Parameter Value Description
filters objects A valid filter object.
facets objects A valid facets object
fields string A list of fields to include in the results.
exclude_fields string A list of fields to exclude in the results.
ordering string A list of fields to order results by.
query string A valid query string.
limit integer The number of results to return per-page.
offset integer The record offset in the result-set.
paginate boolean If True, returns all records. Default is False.
page_size integer The internal batch size per request. Default is 100, with a maximum size of 10,000. Increasing the page_size can increase the speed of the query, but large numbers can in some cases cause requests to fail due to the large amount of data coming out in a single response.
output_format string The output format of the query (‘csv’, ‘tsv’, or ‘json’). Default is ‘json’.
# Users can set how many records they want to retrieve with the "limit" parameter
clinvar <- Dataset.get_by_full_path("quartzbio:Public:/ClinVar/5.2.0-20210110/Variants-GRCH37")

# View the first 10,000 records
records <- Dataset_query(clinvar$id, limit = 10000)

# View the next 10,000 records
next_records <- fetch_next(records)

# To get all results in a single data frame, users can use R functions fetch_all:
df_all <- fetch_all(records)

# Users can also fetch all records by
records <- Dataset_query(clinvar$id, all = TRUE)

# Users can order query results using the ordering argument

# Order the query results by clinical_significance ascending
records <- Dataset_query(dataset_id = clinvar$id, limit = 1000, ordering = "clinical_significance")

# Order the query results by clinical_significance descending
records <- Dataset_query(dataset_id = clinvar$id, limit = 1000, ordering = "-clinical_significance")

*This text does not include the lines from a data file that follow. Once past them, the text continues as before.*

use mfg_derive::api_model;
use mfg_domain::config::CatalogConfig;
use mfg_domain::material::{MaterialSpecs, MaterialStockSettings, MaterialSupplyInfo};
use mfg_domain::{MaterialDraft, MaterialGroup, UnitOfMeasure};

/// Flat material form: specs, supply and stock sections side by side.
#[api_model]
#[derive(Default)]
pub struct MaterialFormValues {
    pub code: Option<String>,
    pub name: Option<String>,
    pub name_en: Option<String>,
    pub group: Option<MaterialGroup>,
    pub subgroup: Option<String>,
    pub material_type: Option<String>,
    pub color: Option<String>,
    pub is_active: Option<bool>,
    pub is_critical: Option<bool>,
    pub description: Option<String>,
    pub texture: Option<String>,
    pub thickness_mm: Option<f64>,
    pub density: Option<f64>,
    pub unit_primary: Option<UnitOfMeasure>,
    pub unit_secondary: Option<UnitOfMeasure>,
    pub conversion_factor: Option<f64>,
    /// Exposes `specs.notes`.
    pub characteristics_notes: Option<String>,
    pub price: Option<f64>,
    pub currency: Option<String>,
    pub supplier_name: Option<String>,
    pub supplier_code: Option<String>,
    pub lead_time_days: Option<u32>,
    pub min_order_qty: Option<f64>,
    pub order_multiplicity: Option<f64>,
    pub storage_conditions: Option<String>,
    pub warranty_months: Option<u32>,
    pub safety_stock: Option<f64>,
    pub reorder_point: Option<f64>,
    pub max_stock: Option<f64>,
    pub warehouse_code: Option<String>,
    pub lot_tracked: Option<bool>,
}

/// Missing currencies fall back to `defaults.currency`.
pub fn material_to_form_values(
    material: Option<&MaterialDraft>,
    config: &CatalogConfig,
) -> MaterialFormValues {
    let currency = &config.defaults.currency;
    let Some(material) = material else {
        return MaterialFormValues {
            is_active: Some(true),
            currency: Some(currency.clone()),
            unit_primary: Some(UnitOfMeasure::default()),
            lot_tracked: Some(false),
            ..MaterialFormValues::default()
        };
    };

    let MaterialDraft { specs, supply, stock, .. } = material;
    MaterialFormValues {
        code: Some(material.code.clone()),
        name: Some(material.name.clone()),
        name_en: material.name_en.clone(),
        group: Some(material.group),
        subgroup: material.subgroup.clone(),
        material_type: material.material_type.clone(),
        color: material.color.clone(),
        is_active: Some(material.is_active),
        is_critical: material.is_critical,
        description: material.description.clone(),
        texture: specs.texture.clone(),
        thickness_mm: specs.thickness_mm,
        density: specs.density,
        unit_primary: Some(specs.unit_primary),
        unit_secondary: specs.unit_secondary,
        conversion_factor: specs.conversion_factor,
        characteristics_notes: specs.notes.clone(),
        price: supply.price,
        currency: Some(supply.currency.clone().unwrap_or_else(|| currency.clone())),
        supplier_name: supply.supplier_name.clone(),
        supplier_code: supply.supplier_code.clone(),
        lead_time_days: supply.lead_time_days,
        min_order_qty: supply.min_order_qty,
        order_multiplicity: supply.order_multiplicity,
        storage_conditions: supply.storage_conditions.clone(),
        warranty_months: supply.warranty_months,
        safety_stock: stock.safety_stock,
        reorder_point: stock.reorder_point,
        max_stock: stock.max_stock,
        warehouse_code: stock.warehouse_code.clone(),
        lot_tracked: stock.lot_tracked,
    }
}

pub fn material_from_form_values(
    values: MaterialFormValues,
    config: &CatalogConfig,
) -> MaterialDraft {
    MaterialDraft {
        code: values.code.unwrap_or_default(),
        name: values.name.unwrap_or_default(),
        name_en: values.name_en,
        group: values.group.unwrap_or_default(),
        subgroup: values.subgroup,
        material_type: values.material_type,
        color: values.color,
        is_active: values.is_active.unwrap_or(true),
        is_critical: values.is_critical,
        description: values.description,
        specs: MaterialSpecs {
            texture: values.texture,
            thickness_mm: values.thickness_mm,
            density: values.density,
            unit_primary: values.unit_primary.unwrap_or_default(),
            unit_secondary: values.unit_secondary,
            conversion_factor: values.conversion_factor,
            notes: values.characteristics_notes,
        },
        supply: MaterialSupplyInfo {
            price: values.price,
            currency: Some(values.currency.unwrap_or_else(|| config.defaults.currency.clone())),
            supplier_name: values.supplier_name,
            supplier_code: values.supplier_code,
            lead_time_days: values.lead_time_days,
            min_order_qty: values.min_order_qty,
            order_multiplicity: values.order_multiplicity,
            storage_conditions: values.storage_conditions,
            warranty_months: values.warranty_months,
        },
        stock: MaterialStockSettings {
            safety_stock: values.safety_stock,
            reorder_point: values.reorder_point,
            max_stock: values.max_stock,
            warehouse_code: values.warehouse_code,
            lot_tracked: values.lot_tracked,
        },
        attachments: Vec::new(),
    }
}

# Query results can be ordered by multiple columns
# Order the query results by clinical_significance descending and gene_symbol ascending
records <- Dataset_query(dataset_id = clinvar$id, limit = 1000, ordering = list("-clinical_significance", "gene"))

Saving Queries

Dataset queries can be saved and then used to make queries on datasets with a similar structure. Saved queries can be created for any dataset and can be shared with members of a user’s organization.

For example, users may save a query for a set of interesting genes. They can then make this query available for all datasets that contain genes. If shared with other users in the organization, they will also be able to apply this query.

The Saved Queries API

To retrieve Saved Queries that apply to a dataset, or all those available:

dataset_queries <- SavedQuery.all(dataset = "<DATASET_ID>")

all_saved_queries <- SavedQuery.all()

To use a saved query, users can retrieve the SavedQuery object and then apply the parameters.

saved_query <- SavedQuery.retrieve("SAVED_QUERY_ID")

results <- Dataset_query("<DATASET_ID>", filters = saved_query$params$filters)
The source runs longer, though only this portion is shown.